In this June New Yorker article, Michelle Nijhuis shares some of the strategies from the University of Washington’s course “Calling Bullshit in the Era of Big Data,” taught by Jevin West and Carl Bergstrom.

Here are some tips they recommend:

  • Recognize that bullshitters are different from liars, and be alert for both. To paraphrase the philosopher Harry Frankfurt, the liar knows the truth and leads others away from it; the bullshitter either doesn’t know the truth or doesn’t care about it, and is most interested in showing off his or her advantages …
  • Upon encountering a piece of information, in any form, ask, “Who is telling me this? How does he or she know it? What is he or she trying to sell me?”
  • Remember that if a data-based claim seems too good to be true, it probably is. Conclusions that dramatically confirm your personal opinions or experiences should be especially suspect …
  • Use Enrico Fermi’s guesstimation techniques to check the plausibility of data-based claims …
  • Watch out for unfair comparisons. Claims that many more people watched the video stream of the Trump Inauguration than that of the first Obama Inauguration, for instance, failed to acknowledge the vastly greater availability of streaming video in 2017.
  • Remember that correlation doesn’t imply causation. A correlation between two variables (ice-cream consumption and shark attacks) may well be due to a third variable (summer weather). These days, spurious correlations often emerge from data mining, the increasingly common practice of trawling large amounts of information for possible relationships …
  • Beware of Big Data hubris. The Google Flu Trends project, which claimed, with much fanfare, to anticipate seasonal flu outbreaks by tracking user searches for flu-related terms, proved to be a less reliable predictor of outbreaks than a simple model of local temperatures … Like all data-based claims, if an algorithm’s abilities sound too good to be true, they probably are.
  • Know that machines can be racist (or sexist, or otherwise prejudiced) …
  • Mind the Bullshit Asymmetry Principle, articulated by the Italian software developer Alberto Brandolini in 2013: the amount of energy needed to refute bullshit is an order of magnitude bigger than that needed to produce it.

 

 

How does the government spend money? v. 2

A while back, we showed you retired Microsoft CEO Steve Ballmer’s USAFacts site, which he built with a team to help Americans discover how the U.S. budget is being spent.

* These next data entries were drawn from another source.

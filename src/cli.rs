use std::path::PathBuf;

use clap::{Args, Parser, Subcommand, ValueEnum};

use crate::extract::ColumnLayout;
use crate::model::{Gender, SourceKind};

#[derive(Parser, Debug)]
#[command(
    name = "voterroll",
    version,
    about = "Marathi electoral-roll extraction, reconciliation and correction tooling"
)]
pub struct Cli {
    #[command(subcommand)]
    pub command: Commands,
}

#[derive(Subcommand, Debug)]
pub enum Commands {
    /// Extract candidate records from roll text or a roll PDF.
    Parse(ParseArgs),
    /// Merge candidate lists from several extraction passes into the Store.
    Merge(MergeArgs),
    /// Apply a batch of hand-entered corrections to the Store.
    Correct(CorrectArgs),
    /// Patch a single record, keyed by voter ID.
    Update(UpdateArgs),
    Search(SearchArgs),
    /// Print voter cards for a filtered set of records.
    Export(ExportArgs),
    Status(StatusArgs),
    /// Fill absent genders from name endings, marking them inferred.
    EnrichGender(EnrichGenderArgs),
}

#[derive(Args, Debug, Clone)]
pub struct ParseArgs {
    /// `.pdf` goes through pdftotext/tesseract; anything else is read as text.
    #[arg(long)]
    pub input: PathBuf,

    /// Candidate list destination; stdout when omitted.
    #[arg(long)]
    pub output: Option<PathBuf>,

    #[arg(long)]
    pub report_path: Option<PathBuf>,

    /// Which pass produced a text input.
    #[arg(long, value_enum, default_value_t = SourceKind::PdfText)]
    pub text_source: SourceKind,

    /// `auto` or a fixed number of record columns per row.
    #[arg(long, default_value = "auto", value_parser = parse_columns)]
    pub columns: ColumnLayout,

    /// Ward used when a block carries no part number.
    #[arg(long)]
    pub ward: Option<String>,

    #[arg(long)]
    pub booth: Option<String>,

    #[arg(long)]
    pub max_pages: Option<usize>,

    #[arg(long, value_enum, default_value_t = OcrMode::Off)]
    pub ocr_mode: OcrMode,

    #[arg(long, default_value = "mar")]
    pub ocr_lang: String,

    #[arg(long, default_value_t = 120)]
    pub ocr_min_text_chars: usize,
}

#[derive(Copy, Clone, Debug, Eq, PartialEq, ValueEnum)]
pub enum OcrMode {
    Off,
    Auto,
    Force,
}

impl OcrMode {
    pub fn as_str(self) -> &'static str {
        match self {
            Self::Off => "off",
            Self::Auto => "auto",
            Self::Force => "force",
        }
    }
}

/// A candidate list file tagged with the pass that produced it.
#[derive(Debug, Clone, PartialEq, Eq)]
pub struct SourceSpec {
    pub kind: SourceKind,
    pub path: PathBuf,
}

#[derive(Args, Debug, Clone)]
pub struct MergeArgs {
    #[arg(long, default_value = "voters.json")]
    pub store: PathBuf,

    /// `<kind>:<file>`, e.g. `pdf-text:ward7.json` or `ocr:ward7-ocr.json`.
    #[arg(long = "source", required = true, value_parser = parse_source_spec)]
    pub sources: Vec<SourceSpec>,

    /// Supersede each touched booth instead of upserting into it. Without
    /// this flag the Store's records for the touched booths take part in the
    /// merge as a `prior-store` list.
    #[arg(long, default_value_t = false)]
    pub replace_booth: bool,

    #[arg(long)]
    pub report_path: Option<PathBuf>,

    #[arg(long, default_value_t = false)]
    pub dry_run: bool,
}

#[derive(Args, Debug, Clone)]
pub struct CorrectArgs {
    #[arg(long, default_value = "voters.json")]
    pub store: PathBuf,

    /// JSON array of corrections.
    #[arg(long)]
    pub batch: PathBuf,

    /// Where the per-record change log goes; defaults next to the batch file.
    #[arg(long)]
    pub change_log: Option<PathBuf>,

    #[arg(long, default_value_t = false)]
    pub dry_run: bool,
}

#[derive(Args, Debug, Clone)]
pub struct UpdateArgs {
    #[arg(long, default_value = "voters.json")]
    pub store: PathBuf,

    #[arg(long)]
    pub voter_id: String,

    #[arg(long)]
    pub name: Option<String>,

    #[arg(long)]
    pub relation: Option<String>,

    #[arg(long)]
    pub house: Option<String>,

    #[arg(long)]
    pub age: Option<String>,

    #[arg(long)]
    pub gender: Option<String>,

    /// Field to blank out (name, relation, house, age, gender).
    #[arg(long = "clear")]
    pub clear: Vec<String>,

    #[arg(long, default_value_t = false)]
    pub dry_run: bool,
}

#[derive(Args, Debug, Clone, Default)]
pub struct RecordFilter {
    #[arg(long)]
    pub ward: Option<String>,

    #[arg(long)]
    pub booth: Option<String>,

    #[arg(long, value_parser = parse_gender)]
    pub gender: Option<Gender>,

    #[arg(long)]
    pub min_age: Option<u8>,

    #[arg(long)]
    pub max_age: Option<u8>,

    /// Matched against name, voter ID and serial; Devanagari digits allowed.
    #[arg(long)]
    pub query: Option<String>,
}

#[derive(Copy, Clone, Debug, Eq, PartialEq, ValueEnum)]
pub enum OutputFormat {
    Json,
    Table,
}

#[derive(Args, Debug, Clone)]
pub struct SearchArgs {
    #[arg(long, default_value = "voters.json")]
    pub store: PathBuf,

    #[command(flatten)]
    pub filter: RecordFilter,

    #[arg(long, default_value_t = 0)]
    pub offset: usize,

    #[arg(long, default_value_t = 50)]
    pub limit: usize,

    #[arg(long, value_enum, default_value_t = OutputFormat::Table)]
    pub format: OutputFormat,
}

#[derive(Args, Debug, Clone)]
pub struct ExportArgs {
    #[arg(long, default_value = "voters.json")]
    pub store: PathBuf,

    #[command(flatten)]
    pub filter: RecordFilter,

    /// Cards file; stdout when omitted.
    #[arg(long)]
    pub output: Option<PathBuf>,
}

#[derive(Args, Debug, Clone)]
pub struct StatusArgs {
    #[arg(long, default_value = "voters.json")]
    pub store: PathBuf,

    #[arg(long, default_value_t = false)]
    pub json: bool,
}

#[derive(Args, Debug, Clone)]
pub struct EnrichGenderArgs {
    #[arg(long, default_value = "voters.json")]
    pub store: PathBuf,

    #[arg(long, default_value_t = false)]
    pub dry_run: bool,
}

fn parse_columns(raw: &str) -> Result<ColumnLayout, String> {
    ColumnLayout::parse(raw).ok_or_else(|| format!("expected `auto` or a column count, got `{raw}`"))
}

fn parse_source_spec(raw: &str) -> Result<SourceSpec, String> {
    let (kind, path) = raw
        .split_once(':')
        .ok_or_else(|| format!("expected `<kind>:<file>`, got `{raw}`"))?;
    let kind = SourceKind::parse(kind)
        .ok_or_else(|| format!("unknown source kind `{kind}` (pdf-text, ocr, manual, prior-store)"))?;
    if path.trim().is_empty() {
        return Err(format!("missing file in `{raw}`"));
    }
    Ok(SourceSpec {
        kind,
        path: PathBuf::from(path),
    })
}

fn parse_gender(raw: &str) -> Result<Gender, String> {
    Gender::parse(raw).ok_or_else(|| format!("expected M or F, got `{raw}`"))
}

Back in May, team member Connie Williams shared the beta site for USASpending.gov (slowly transferring over to the “actual” site over the summer), which is a federally-mandated site for viewing government data.

Why not take both for a spin and think about how a compare-and-contrast task like this could be beneficial to your students?

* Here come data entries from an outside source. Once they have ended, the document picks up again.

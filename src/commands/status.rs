use std::collections::BTreeMap;
use std::path::PathBuf;

use anyhow::Result;
use serde::Serialize;
use tracing::{info, warn};

use crate::cli::StatusArgs;
use crate::model::{FieldStatus, VoterRecord};
use crate::reconcile::merge::LocationKey;
use crate::store::{Store, StoreValidation};
use crate::util::write_json_stdout;

#[derive(Debug, Clone, Default, PartialEq, Eq, Serialize)]
#[serde(rename_all = "camelCase")]
pub struct FieldCounts {
    pub voter_id: usize,
    pub serial: usize,
    pub name: usize,
    pub relation: usize,
    pub house: usize,
    pub age: usize,
    pub gender: usize,
}

#[derive(Debug, Clone, Default, PartialEq, Eq, Serialize)]
#[serde(rename_all = "camelCase")]
pub struct BoothSummary {
    pub ward: String,
    pub booth: String,
    pub records: usize,
    pub pending_manual_entry: usize,
}

#[derive(Debug, Serialize)]
#[serde(rename_all = "camelCase")]
pub struct StatusReport {
    pub store: PathBuf,
    pub records: usize,
    pub without_booth: usize,
    pub booths: Vec<BoothSummary>,
    pub missing: FieldCounts,
    pub inferred: FieldCounts,
    pub conflicts: FieldCounts,
    pub ocr_failed: usize,
    pub pending_manual_entry: usize,
    pub backups: usize,
    pub latest_backup: Option<PathBuf>,
    pub validation: StoreValidation,
}

pub fn run(args: StatusArgs) -> Result<()> {
    info!(store = %args.store.display(), "status requested");
    let store = Store::open(&args.store)?;
    let backups = store.backups()?;

    let mut report = summarize(store.records());
    report.store = args.store.clone();
    report.backups = backups.len();
    report.latest_backup = backups.last().cloned();
    report.validation = store.validate();

    if args.json {
        return write_json_stdout(&report);
    }

    info!(
        path = %report.store.display(),
        records = report.records,
        booths = report.booths.len(),
        without_booth = report.without_booth,
        ocr_failed = report.ocr_failed,
        pending_manual_entry = report.pending_manual_entry,
        backups = report.backups,
        latest_backup = %report.latest_backup.as_ref().map(|path| path.display().to_string()).unwrap_or_default(),
        "store status"
    );
    for booth in &report.booths {
        info!(
            ward = %booth.ward,
            booth = %booth.booth,
            records = booth.records,
            pending_manual_entry = booth.pending_manual_entry,
            "booth status"
        );
    }
    info!(
        voter_id = report.missing.voter_id,
        serial = report.missing.serial,
        name = report.missing.name,
        relation = report.missing.relation,
        house = report.missing.house,
        age = report.missing.age,
        gender = report.missing.gender,
        inferred_gender = report.inferred.gender,
        inferred_serial = report.inferred.serial,
        "missing fields"
    );
    for error in &report.validation.errors {
        warn!(error = %error, "store invariant violated");
    }
    for warning in &report.validation.warnings {
        warn!(warning = %warning, "store validation warning");
    }
    Ok(())
}

pub fn summarize(records: &[VoterRecord]) -> StatusReport {
    let mut booths = BTreeMap::<(LocationKey, LocationKey), BoothSummary>::new();
    let mut missing = FieldCounts::default();
    let mut inferred = FieldCounts::default();
    let mut conflicts = FieldCounts::default();
    let mut without_booth = 0usize;

    for record in records {
        match record.booth_key() {
            Some((ward, booth)) => {
                let key = (
                    LocationKey::from(Some(ward.as_str())),
                    LocationKey::from(Some(booth.as_str())),
                );
                let summary = booths.entry(key).or_insert_with(|| BoothSummary {
                    ward,
                    booth,
                    ..BoothSummary::default()
                });
                summary.records += 1;
                summary.pending_manual_entry += usize::from(record.pending_manual_entry);
            }
            None => without_booth += 1,
        }
        tally(&mut missing, record, FieldStatus::Missing);
        tally(&mut inferred, record, FieldStatus::Inferred);
        tally(&mut conflicts, record, FieldStatus::Conflict);
    }

    StatusReport {
        store: PathBuf::new(),
        records: records.len(),
        without_booth,
        booths: booths.into_values().collect(),
        missing,
        inferred,
        conflicts,
        ocr_failed: records.iter().filter(|record| record.ocr_failed).count(),
        pending_manual_entry: records
            .iter()
            .filter(|record| record.pending_manual_entry)
            .count(),
        backups: 0,
        latest_backup: None,
        validation: StoreValidation::default(),
    }
}

fn tally(counts: &mut FieldCounts, record: &VoterRecord, status: FieldStatus) {
    let quality = &record.data_quality;
    counts.voter_id += usize::from(quality.voter_id == status);
    counts.serial += usize::from(quality.serial == status);
    counts.name += usize::from(quality.name == status);
    counts.relation += usize::from(quality.relation == status);
    counts.house += usize::from(quality.house == status);
    counts.age += usize::from(quality.age == status);
    counts.gender += usize::from(quality.gender == status);
}

#[cfg(test)]
mod tests {
    use super::*;

    fn record(booth: Option<&str>, serial: u32, name: Option<&str>) -> VoterRecord {
        let mut record = VoterRecord {
            voter_id: Some(format!("XUA722486{serial}")),
            serial: Some(serial),
            ward: booth.map(|_| "7".to_string()),
            booth: booth.map(str::to_string),
            name: name.map(str::to_string),
            ..VoterRecord::default()
        };
        record.refresh_quality();
        record
    }

    #[test]
    fn booths_are_counted_in_numeric_order() {
        let records = vec![
            record(Some("10"), 1, Some("राम")),
            record(Some("2"), 2, None),
            record(Some("2"), 3, Some("सीता")),
            record(None, 4, Some("गीता")),
        ];
        let report = summarize(&records);

        assert_eq!(report.records, 4);
        assert_eq!(report.without_booth, 1);
        let booths = report
            .booths
            .iter()
            .map(|booth| (booth.booth.as_str(), booth.records, booth.pending_manual_entry))
            .collect::<Vec<(&str, usize, usize)>>();
        assert_eq!(booths, vec![("2", 2, 1), ("10", 1, 0)]);
        assert_eq!(report.missing.name, 1);
        assert_eq!(report.missing.age, 4);
        assert_eq!(report.pending_manual_entry, 1);
    }
}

Civic Engagement with Data at Carnegie Library of Pittsburgh

Photo of green maple leaves in dappled sunlight

We caught up in May with Eleanor Tutt of Carnegie Library of Pittsburgh, who also has funding from IMLS to work on data but with a focus on citizen engagement with data. Here’s an excerpt from a blog post outlining some of their work:

Data seems to come up in all sorts of conversations these days, and they reach way beyond math class. For example, civic data—which includes information about our city and citizens—is a great way to engage with your community on a deeper level, and can be a powerful tool for change! Since civic data is about the people and places you see every day, it can be tough to notice. Based out of CLP-Main, the Civic Information Services team is helping to uncover and share the ways data fits into life at the Library and throughout Pittsburgh, and we have a lot of fun stuff in store.

The STEM Committee has been busy sowing the seeds for their Super Science Kits, and we just couldn’t wait to join them. Some of our favorite collaborations so far can be found in the Tree Kit. Two activities included in this kit feature data front and center: “Forest Logbook” and “Make a Tree Map.”

Have you ever kept a nature journal? Ever taken notes while walking in the woods? Surprise! You were actually collecting data. The “Forest Logbook” activity invites you to tame wild data with a pencil and paper. While on a short nature walk around the library, kids will keep a close eye on the plants and animals they encounter, making notes as they go. Collecting nature data is especially exciting because we can measure anything from the size of a tree trunk to the furriness of a squirrel’s tail. And what fun would our data be if we couldn’t share it with friends? The group is encouraged to share and compare data with each other, which gives us the chance to spot similarities and differences. This activity serves as an easy introduction to observation and collaboration, both of which are crucial steps in data collection. While the trees are busy making oxygen outside, do you ever wonder what’s up with the air in your own home? You can check out one of our Speck Air Quality Monitors for some super practical data collection.

Pittsburghers are really lucky when it comes to data, because the Western Pennsylvania Regional Data Center gives us access to a bunch of cool civic information, from playgrounds to bus stops. The dataset we use for our “Make a Tree Map” activity was created by the City of Pittsburgh. Taking a close look at data and comparing it to what we see outside is an important part of data literacy, as we can use that step to determine why and how data is collected. After that, it’s time to create our own tree maps! Because we can create our map using characteristics from climbability to circumference, each one will be a totally unique look at the same set of data.

Sound fun? Read the rest of the post here. Also, here’s some trivia: at the time of his retirement, my great-uncle was the longest-serving employee at this library system, having spent over 40 years as a bookbinder.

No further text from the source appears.